- Artist: Andy Warhol
- Year: 1966
- Medium: Silkscreen ink on unprimed linen
- Movement: Pop Art
- Subject: Marlon Brando
- Dimensions: 205.7 cm × 165.1 cm (81.0 in × 65.0 in)

= Four Marlons =

Painting by Andy Warhol

Four Marlons is a 1966 painting by American artist Andy Warhol. The work depicts four repeated portraits of actor Marlon Brando in his role as Johnny Strabler from the 1953 film The Wild One. The painting is characteristic of Warhol's exploration of celebrity culture and repetition in his 1960s work. In 2014, the painting sold for $69.6 million at Christie's, ranking it among the most expensive paintings ever sold.

== Description ==
Measuring approximately 205.7 × 165.1 cm (81 × 65 in), Four Marlons features a grid of four nearly identical images of Brando's face and upper torso, rendered in silkscreen ink directly from a publicity still from The Wild One. By repeating this iconic image across a large raw canvas, Warhol transforms a mass-media photograph into a monumental portrait that reflects both the cult of celebrity and the mechanical reproduction techniques central to Pop art.

== Provenance and exhibitions ==
The work was previously in the collections of Swiss art gallery Thomas Ammann Fine Art (Zurich), Italian art dealer Gian Enzo Sperone (Turin), and Swiss art dealer Bruno Bischofberger (Zurich).

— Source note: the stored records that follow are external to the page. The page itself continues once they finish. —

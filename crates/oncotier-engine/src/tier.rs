//! The tier decision cascade.
//!
//! An ordered list of named rules; the first rule whose predicate fires
//! decides the tier, sublevel, and reason. Keeping the cascade in data
//! lets the property tests enumerate it directly.

use oncotier_common::tumor::TumorMatcher;
use oncotier_evidence::models::{CgiStatus, Evidence, EvidenceLevel, Response};
use oncotier_evidence::stats::{self, DrugSummary, EvidenceStats, NetSignal};
use oncotier_variant::classes::{ClassMatch, VariantClassTable};
use oncotier_variant::gene_context;
use serde::{Deserialize, Serialize};
use tracing::debug;

use crate::confidence;

// ── Result types ─────────────────────────────────────────────────────────────

#[derive(Debug, Clone, Copy, PartialEq, Eq, Hash, Serialize, Deserialize)]
pub enum Tier {
    I,
    II,
    III,
    IV,
}

impl Tier {
    pub fn as_str(&self) -> &'static str {
        match self {
            Tier::I => "I",
            Tier::II => "II",
            Tier::III => "III",
            Tier::IV => "IV",
        }
    }

    /// Numeric rank for tier-distance metrics: I=1 .. IV=4.
    pub fn rank(&self) -> u8 {
        match self {
            Tier::I => 1,
            Tier::II => 2,
            Tier::III => 3,
            Tier::IV => 4,
        }
    }

    pub fn parse(s: &str) -> Option<Self> {
        match s.trim().trim_start_matches("Tier ").trim().to_uppercase().as_str() {
            "I" | "1" => Some(Tier::I),
            "II" | "2" => Some(Tier::II),
            "III" | "3" => Some(Tier::III),
            "IV" | "4" => Some(Tier::IV),
            _ => None,
        }
    }
}

#[derive(Debug, Clone, Copy, PartialEq, Eq, Serialize, Deserialize)]
pub enum SubLevel {
    A,
    B,
    C,
    D,
}

impl SubLevel {
    pub fn as_str(&self) -> &'static str {
        match self {
            SubLevel::A => "A",
            SubLevel::B => "B",
            SubLevel::C => "C",
            SubLevel::D => "D",
        }
    }
}

#[derive(Debug, Clone, Copy, PartialEq, Eq, Serialize, Deserialize)]
#[serde(rename_all = "snake_case")]
pub enum ReasonCode {
    Benign,
    Subtype,
    FdaVariantInTumor,
    LiteratureStrong,
    TrialVariantSpecific,
    InvestigationalOnly,
    ResistanceWithAlt,
    ResistanceNoAlt,
    PrognosticStrong,
    PrognosticWeak,
    Offlabel,
    GeneLevel,
    VusInCancerGene,
    NoEvidence,
}
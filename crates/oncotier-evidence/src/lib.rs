//! Evidence retrieval and aggregation.
//!
//! Eight self-contained source clients share a uniform fetch contract;
//! the aggregator fans them out concurrently under a per-assessment
//! deadline, runs the literature sub-pipeline, and merges everything
//! into a single [`models::Evidence`] dossier with derived statistics.

pub mod aggregate;
pub mod models;
pub mod sources;
pub mod stats;

pub use aggregate::{Aggregator, LiteratureAnalyst, PaperScore};
pub use models::{Evidence, EvidenceLevel, Response, SourceSlot};
pub use sources::EvidenceRequest;
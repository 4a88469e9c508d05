//! Per-assessment orchestration: admission, fan-out, tier decision,
//! narrative. Each assessment runs under one deadline and owns its
//! evidence exclusively.

use std::sync::Arc;
use std::time::Duration;

use oncotier_common::{OncotierError, SandboxClient, Settings};
use oncotier_engine::summary;
use oncotier_engine::tier::{get_tier_hint, TierConfig};
use oncotier_engine::Assessment;
use oncotier_evidence::aggregate::{Aggregator, LiteratureAnalyst};
use oncotier_evidence::sources::OncoKbGeneList;
use oncotier_evidence::EvidenceRequest;
use oncotier_llm::backend::{AnthropicBackend, LlmBackend, OpenAiBackend};
use oncotier_llm::service::{fallback_narrative, NarrativeInput};
use oncotier_llm::{DecisionLog, LlmService};
use oncotier_variant::Normalizer;
use tokio::time::Instant;
use tracing::info;

pub struct Pipeline {
    normalizer: Normalizer,
    aggregator: Aggregator,
    engine_config: TierConfig,
    llm: Option<Arc<LlmService>>,
    timeout: Duration,
}

impl Pipeline {
    /// Build the full pipeline from settings: shared HTTP transport,
    /// OncoKB gene list, LLM provider from environment keys (an absent
    /// key disables the provider and the literature sub-pipeline with
    /// it).
    pub async fn from_settings(settings: &Settings) -> Result<Self, OncotierError> {
        let http = SandboxClient::new()?;
        let oncokb = Arc::new(OncoKbGeneList::load(&http).await);

        let backend: Option<Arc<dyn LlmBackend>> = if let Some(key) = Settings::openai_api_key() {
            Some(Arc::new(OpenAiBackend::new(key, &settings.llm.model)))
        } else if let Some(key) = Settings::anthropic_api_key() {
            Some(Arc::new(AnthropicBackend::new(key, &settings.llm.model)))
        } else {
            info!("no LLM provider key found; narrative and literature analysis disabled");
            None
        };

        let llm = match backend {
            Some(backend) => {
                let log = match &settings.llm.decision_log {
                    Some(path) => Some(
                        DecisionLog::open(std::path::Path::new(path))
                            .map_err(|e| OncotierError::Config(e.to_string()))?,
                    ),
                    None => None,
                };
                Some(Arc::new(LlmService::new(backend, settings.llm.clone(), log)))
            }
            None => None,
        };

        let analyst: Option<Arc<dyn LiteratureAnalyst>> =
            llm.clone().map(|svc| svc as Arc<dyn LiteratureAnalyst>);

        Ok(Self {
            normalizer: Normalizer::new(),
            aggregator: Aggregator::new(http, settings, oncokb, analyst),
            engine_config: TierConfig::new(),
            llm,
            timeout: Duration::from_secs(settings.pipeline.timeout_sec),
        })
    }

    /// Run one assessment. Admission errors surface to the caller; all
    /// source failures degrade inside the aggregator.
    pub async fn assess(
        &self,
        gene: &str,
        variant: &str,
        tumor_type: Option<&str>,
    ) -> Result<Assessment, OncotierError> {
        let normalized = self.normalizer.normalize(gene, variant)?;
        let request = EvidenceRequest::new(normalized, tumor_type.map(String::from));
        let deadline = Instant::now() + self.timeout;

        let evidence = self.aggregator.gather(&request, deadline).await;
        let result = get_tier_hint(&evidence, request.tumor(), &self.engine_config);

        let variant_label = format!("{} {}", request.gene(), request.variant_short());
        let evidence_summary = summary::compact_summary(&evidence);
        let gene_notes = summary::gene_notes(&evidence);
        let narrative_input = NarrativeInput {
            variant_label: &variant_label,
            tumor_type: request.tumor(),
            tier_label: result.tier.as_str(),
            human_reason: &result.human_reason,
            evidence_summary: &evidence_summary,
            gene_notes: &gene_notes,
        };
        let narrative = match &self.llm {
            Some(llm) => llm.write_narrative(&narrative_input).await,
            None => fallback_narrative(&narrative_input),
        };

        info!(
            gene = request.gene(),
            variant = request.variant_short(),
            tier = result.tier.as_str(),
            reason = result.reason.as_str(),
            confidence = result.confidence,
            "assessment complete"
        );

        Ok(Assessment::build(&evidence, &result, narrative))
    }
}
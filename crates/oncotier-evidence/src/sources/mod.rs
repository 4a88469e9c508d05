//! Evidence source clients.
//!
//! Each client is self-contained: it knows its endpoint, query shapes,
//! and parsing, and returns its typed fragment. Retry, deadline, and
//! degradation handling live in the aggregator so every client stays a
//! plain `fetch → fragment` function.

pub mod cgi;
pub mod civic;
pub mod clinicaltrials;
pub mod fda;
pub mod literature;
pub mod myvariant;
pub mod oncokb;
pub mod vicc;

pub use cgi::CgiClient;
pub use civic::CivicClient;
pub use clinicaltrials::ClinicalTrialsClient;
pub use fda::FdaClient;
pub use literature::LiteratureClient;
pub use myvariant::MyVariantClient;
pub use oncokb::OncoKbGeneList;
pub use vicc::ViccClient;

use oncotier_variant::NormalizedVariant;

/// The admitted variant plus tumor context every client receives.
#[derive(Debug, Clone)]
pub struct EvidenceRequest {
    pub variant: NormalizedVariant,
    pub tumor_type: Option<String>,
}

impl EvidenceRequest {
    pub fn new(variant: NormalizedVariant, tumor_type: Option<String>) -> Self {
        Self { variant, tumor_type }
    }

    pub fn gene(&self) -> &str {
        &self.variant.gene
    }

    pub fn variant_short(&self) -> &str {
        &self.variant.variant_normalized
    }

    pub fn tumor(&self) -> Option<&str> {
        self.tumor_type.as_deref()
    }
}

/// FDA labels and some catalogs use legacy nomenclature for a few genes.
pub fn gene_aliases(gene: &str) -> Vec<String> {
    let gene_upper = gene.to_uppercase();
    let mut names = vec![gene_upper.clone()];
    match gene_upper.as_str() {
        "ERBB2" => names.push("HER2".to_string()),
        "HER2" => names.push("ERBB2".to_string()),
        "EGFR" => names.push("HER1".to_string()),
        _ => {}
    }
    names
}

#[cfg(test)]
mod tests {
    use super::*;

    #[test]
    fn test_gene_aliases() {
        assert_eq!(gene_aliases("ERBB2"), vec!["ERBB2", "HER2"]);
        assert_eq!(gene_aliases("her2"), vec!["HER2", "ERBB2"]);
        assert_eq!(gene_aliases("BRAF"), vec!["BRAF"]);
    }
}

Four Marlons has appeared in major exhibitions, including Andy Warhol: Portraits at the Seattle Art Museum and Denver Art Museum in 1976–77, as well as solo exhibitions at Zurich's Kunsthaus (1978) and international retrospectives at the Neue Nationalgalerie (Berlin), Tate Modern (London), and the Museum of Contemporary Art (Los Angeles) in 2001–02. It was on display at the Spielbank Aachen in Aachen, Germany from 2003 to 2009. It was featured in the exhibition Le grand monde d'Andy Warhol at the Galeries nationales du Grand Palais in Paris from March to July 2009.

== Auction history ==
In 2014, the German casino conglomerate WestSpiel, a subsidiary of the state bank of North Rhine-Westphalia, consigned two Warhol paintings—Four Marlons (1966) and Triple Elvis [Ferus Type] (1963)—to Christie's in New York, drawing protests from museum directors and cultural figures who argued that selling public art for financial purposes could set a troubling precedent. Despite the controversy, both works sold at auction on November 14, 2014, with Four Marlons among the top lots, contributing $69.6 million to a combined total of $151.5 million for the two paintings. The painting sold significantly above its pre-sale estimate and reflecting continued market demand for Warhol's iconic pop art portraits. Although officials initially denied that proceeds would be used to cover losses, later financial reports indicated that the sale helped address WestSpiel's debts and fund casino renovations.